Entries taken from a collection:

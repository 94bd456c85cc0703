//! Firecrawl-backed web search tool.
//!
//! The only tool in the pipeline. `agents.toml` grants it to the meme
//! crafter role alone; every other role runs tool-less. The API key is
//! resolved lazily at invocation, so a keyless run stays valid until an
//! agent actually searches.

use async_trait::async_trait;
use serde::{Deserialize, Serialize};
use std::env;
use std::sync::Arc;
use tracing::{debug, info};

use crate::error::{CrewError, Result};
use crate::tool::{Tool, ToolArguments, ToolHandler, ToolParameters, ToolResult};

/// Name under which the search tool is granted in `agents.toml`.
pub const WEB_SEARCH_TOOL: &str = "web_search";

/// Environment variable holding the Firecrawl API key.
pub const FIRECRAWL_API_KEY_ENV: &str = "FIRECRAWL_API_KEY";

const FIRECRAWL_API_URL: &str = "https://api.firecrawl.dev/v1";

const DEFAULT_LIMIT: i64 = 5;
const MAX_LIMIT: i64 = 10;

/// Handler that forwards search queries to the Firecrawl search endpoint.
///
/// The caller's `query` and `limit` arguments are forwarded verbatim
/// (limit clamped to 1..=10); the handler never substitutes its own query.
pub struct FirecrawlSearchHandler {
    client: reqwest::Client,
    api_key: Option<String>,
    base_url: String,
}

impl FirecrawlSearchHandler {
    /// Creates a handler that resolves `FIRECRAWL_API_KEY` at invocation.
    #[must_use]
    pub fn new() -> Self {
        Self {
            client: reqwest::Client::new(),
            api_key: None,
            base_url: FIRECRAWL_API_URL.to_string(),
        }
    }

    /// Injects an explicit API key, bypassing environment lookup.
    #[must_use]
    pub fn with_api_key(mut self, api_key: impl Into<String>) -> Self {
        self.api_key = Some(api_key.into());
        self
    }

    /// Overrides the Firecrawl endpoint (testing).
    #[must_use]
    pub fn with_base_url(mut self, base_url: impl Into<String>) -> Self {
        self.base_url = base_url.into();
        self
    }

    fn resolve_api_key(&self) -> Result<String> {
        self.api_key.clone().or_else(|| env::var(FIRECRAWL_API_KEY_ENV).ok()).ok_or_else(|| {
            CrewError::ToolFailed {
                tool: WEB_SEARCH_TOOL.to_string(),
                message: format!("no API key: set {FIRECRAWL_API_KEY_ENV} or inject one"),
            }
        })
    }
}

impl Default for FirecrawlSearchHandler {
    fn default() -> Self {
        Self::new()
    }
}

#[async_trait]
impl ToolHandler for FirecrawlSearchHandler {
    async fn execute(&self, args: &ToolArguments) -> Result<ToolResult> {
        let query = args.string("query").ok_or_else(|| CrewError::InvalidToolArguments {
            tool: WEB_SEARCH_TOOL.to_string(),
            reason: "missing required 'query' argument".to_string(),
        })?;

        let limit = args.integer("limit").unwrap_or(DEFAULT_LIMIT).clamp(1, MAX_LIMIT);

        // Key resolution happens here, not at tool construction.
        let api_key = self.resolve_api_key()?;

        info!(query = %query, limit, "Executing web search");

        let request = SearchRequest { query: &query, limit };
        let response = self
            .client
            .post(format!("{}/search", self.base_url))
            .bearer_auth(api_key)
            .json(&request)
            .send()
            .await
            .map_err(|e| CrewError::ToolFailed {
                tool: WEB_SEARCH_TOOL.to_string(),
                message: format!("request failed: {e}"),
            })?;

        let status = response.status();
        if !status.is_success() {
            let body = response.text().await.unwrap_or_default();
            return Err(CrewError::ToolFailed {
                tool: WEB_SEARCH_TOOL.to_string(),
                message: format!("Firecrawl returned {status}: {body}"),
            });
        }

        let search: SearchResponse =
            response.json().await.map_err(|e| CrewError::ToolFailed {
                tool: WEB_SEARCH_TOOL.to_string(),
                message: format!("unreadable response: {e}"),
            })?;

        let records = search.into_records();
        debug!(results = records.len(), "Search complete");

        if records.is_empty() {
            return Ok(
                ToolResult::new(format!("No results for '{query}'")).with_metadata("results", "0")
            );
        }

        let mut output = String::new();
        for (index, record) in records.iter().enumerate() {
            output.push_str(&format!(
                "{}. {}\n",
                index + 1,
                record.title.as_deref().unwrap_or("(untitled)")
            ));
            if let Some(url) = &record.url {
                output.push_str(&format!("   {url}\n"));
            }
            if let Some(description) = &record.description {
                output.push_str(&format!("   {description}\n"));
            }
        }

        Ok(ToolResult::new(output).with_metadata("results", records.len().to_string()))
    }
}

#[derive(Debug, Serialize)]
struct SearchRequest<'a> {
    query: &'a str,
    limit: i64,
}

/// Firecrawl search response. Newer API versions nest results under
/// `data.web`; older ones return `data` as a flat array. Both are accepted,
/// and records missing a title, url, or description are kept as-is.
#[derive(Debug, Deserialize)]
struct SearchResponse {
    #[serde(default)]
    data: Option<SearchData>,
}

#[derive(Debug, Deserialize)]
#[serde(untagged)]
enum SearchData {
    Grouped { web: Vec<SearchRecord> },
    Flat(Vec<SearchRecord>),
}

#[derive(Debug, Deserialize)]
struct SearchRecord {
    #[serde(default)]
    title: Option<String>,
    #[serde(default)]
    url: Option<String>,
    #[serde(default)]
    description: Option<String>,
}

impl SearchResponse {
    fn into_records(self) -> Vec<SearchRecord> {
        match self.data {
            Some(SearchData::Grouped { web }) => web,
            Some(SearchData::Flat(records)) => records,
            None => Vec::new(),
        }
    }
}

/// Creates the `web_search` tool backed by the given handler.
#[must_use]
pub fn web_search_tool(handler: FirecrawlSearchHandler) -> Tool {
    let parameters = ToolParameters::new()
        .required("query", "string", "The search query")
        .optional("limit", "number", "Number of results to return (default: 5, max: 10)");

    Tool::new(
        WEB_SEARCH_TOOL,
        "Search the web for current content, trends, and meme formats",
        parameters,
        Arc::new(handler),
    )
}

#[cfg(test)]
mod tests {
    use super::*;
    use serde_json::json;

    fn args(value: serde_json::Value) -> ToolArguments {
        ToolArguments::new(value)
    }

    #[test]
    fn test_web_search_tool_creation() {
        let tool = web_search_tool(FirecrawlSearchHandler::new());
        assert_eq!(tool.name, WEB_SEARCH_TOOL);
        assert!(tool.parameters.required.contains(&"query".to_string()));
        assert!(!tool.parameters.required.contains(&"limit".to_string()));
    }

    #[tokio::test]
    async fn test_search_forwards_query_and_limit() {
        let mut server = mockito::Server::new_async().await;

        let mock = server
            .mock("POST", "/search")
            .match_header("authorization", "Bearer test-key")
            .match_body(mockito::Matcher::PartialJsonString(
                r#"{"query": "rust memes", "limit": 3}"#.to_string(),
            ))
            .with_status(200)
            .with_header("content-type", "application/json")
            .with_body(
                r#"{
                "success": true,
                "data": {
                    "web": [
                        {"title": "Borrow checker memes", "url": "https://example.com/1", "description": "The classics"},
                        {"title": "Fearless concurrency", "url": "https://example.com/2"}
                    ]
                }
            }"#,
            )
            .create_async()
            .await;

        let handler = FirecrawlSearchHandler::new()
            .with_api_key("test-key")
            .with_base_url(server.url());

        let result = handler
            .execute(&args(json!({"query": "rust memes", "limit": 3})))
            .await
            .unwrap();

        assert!(result.output.contains("1. Borrow checker memes"));
        assert!(result.output.contains("https://example.com/2"));
        assert_eq!(result.metadata.get("results"), Some(&"2".to_string()));

        mock.assert_async().await;
    }

    #[tokio::test]
    async fn test_search_default_and_clamped_limit() {
        let mut server = mockito::Server::new_async().await;

        // No limit argument falls back to 5.
        let default_mock = server
            .mock("POST", "/search")
            .match_body(mockito::Matcher::PartialJsonString(r#"{"limit": 5}"#.to_string()))
            .with_status(200)
            .with_header("content-type", "application/json")
            .with_body(r#"{"success": true, "data": []}"#)
            .create_async()
            .await;

        let handler = FirecrawlSearchHandler::new()
            .with_api_key("test-key")
            .with_base_url(server.url());

        handler.execute(&args(json!({"query": "anything"}))).await.unwrap();
        default_mock.assert_async().await;

        // Oversized limit is clamped to 10.
        let clamp_mock = server
            .mock("POST", "/search")
            .match_body(mockito::Matcher::PartialJsonString(r#"{"limit": 10}"#.to_string()))
            .with_status(200)
            .with_header("content-type", "application/json")
            .with_body(r#"{"success": true, "data": []}"#)
            .create_async()
            .await;

        handler.execute(&args(json!({"query": "anything", "limit": 99}))).await.unwrap();
        clamp_mock.assert_async().await;
    }

    #[tokio::test]
    async fn test_search_accepts_flat_data_array() {
        let mut server = mockito::Server::new_async().await;

        let mock = server
            .mock("POST", "/search")
            .with_status(200)
            .with_header("content-type", "application/json")
            .with_body(
                r#"{
                "success": true,
                "data": [
                    {"title": "Flat result", "url": "https://example.com/flat"}
                ]
            }"#,
            )
            .create_async()
            .await;

        let handler = FirecrawlSearchHandler::new()
            .with_api_key("test-key")
            .with_base_url(server.url());

        let result = handler.execute(&args(json!({"query": "flat"}))).await.unwrap();
        assert!(result.output.contains("Flat result"));

        mock.assert_async().await;
    }

    #[tokio::test]
    async fn test_search_no_results() {
        let mut server = mockito::Server::new_async().await;

        let mock = server
            .mock("POST", "/search")
            .with_status(200)
            .with_header("content-type", "application/json")
            .with_body(r#"{"success": true, "data": {"web": []}}"#)
            .create_async()
            .await;

        let handler = FirecrawlSearchHandler::new()
            .with_api_key("test-key")
            .with_base_url(server.url());

        let result = handler.execute(&args(json!({"query": "obscure"}))).await.unwrap();
        assert!(result.output.contains("No results for 'obscure'"));
        assert_eq!(result.metadata.get("results"), Some(&"0".to_string()));

        mock.assert_async().await;
    }

    #[tokio::test]
    async fn test_search_missing_query_argument() {
        let handler = FirecrawlSearchHandler::new().with_api_key("test-key");

        let err = handler.execute(&args(json!({"limit": 3}))).await.unwrap_err();
        assert!(matches!(
            err,
            CrewError::InvalidToolArguments { ref tool, .. } if tool == WEB_SEARCH_TOOL
        ));
    }

    #[tokio::test]
    async fn test_search_api_error_status() {
        let mut server = mockito::Server::new_async().await;

        let mock = server
            .mock("POST", "/search")
            .with_status(401)
            .with_body(r#"{"error": "Unauthorized"}"#)
            .create_async()
            .await;

        let handler = FirecrawlSearchHandler::new()
            .with_api_key("bad-key")
            .with_base_url(server.url());

        let err = handler.execute(&args(json!({"query": "anything"}))).await.unwrap_err();
        match err {
            CrewError::ToolFailed { tool, message } => {
                assert_eq!(tool, WEB_SEARCH_TOOL);
                assert!(message.contains("401"));
            }
            other => panic!("Expected ToolFailed, got {other:?}"),
        }

        mock.assert_async().await;
    }

    #[tokio::test]
    #[allow(clippy::disallowed_methods, unsafe_code)]
    async fn test_missing_api_key_fails_only_at_invocation() {
        unsafe {
            std::env::remove_var(FIRECRAWL_API_KEY_ENV);
        }

        // Construction and tool wiring succeed without a key.
        let tool = web_search_tool(FirecrawlSearchHandler::new());
        assert_eq!(tool.name, WEB_SEARCH_TOOL);

        // Invocation is where the key is required.
        let err = tool.execute(&args(json!({"query": "anything"}))).await.unwrap_err();
        assert!(matches!(
            err,
            CrewError::ToolFailed { ref message, .. } if message.contains(FIRECRAWL_API_KEY_ENV)
        ));
    }
}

Instructions to follow =>
What is needed is an exact repetition of the lines from the first line of the records through the line containing "are forwarded verbatim", both ends included, and nothing more.

Exercise solution =>
repository 94bd456c85cc0703
//! Firecrawl-backed web search tool.
//!
//! The only tool in the pipeline. `agents.toml` grants it to the meme
//! crafter role alone; every other role runs tool-less. The API key is
//! resolved lazily at invocation, so a keyless run stays valid until an
//! agent actually searches.

use async_trait::async_trait;
use serde::{Deserialize, Serialize};
use std::env;
use std::sync::Arc;
use tracing::{debug, info};

use crate::error::{CrewError, Result};
use crate::tool::{Tool, ToolArguments, ToolHandler, ToolParameters, ToolResult};

/// Name under which the search tool is granted in `agents.toml`.
pub const WEB_SEARCH_TOOL: &str = "web_search";

/// Environment variable holding the Firecrawl API key.
pub const FIRECRAWL_API_KEY_ENV: &str = "FIRECRAWL_API_KEY";

const FIRECRAWL_API_URL: &str = "https://api.firecrawl.dev/v1";

const DEFAULT_LIMIT: i64 = 5;
const MAX_LIMIT: i64 = 10;

/// Handler that forwards search queries to the Firecrawl search endpoint.
///
/// The caller's `query` and `limit` arguments are forwarded verbatim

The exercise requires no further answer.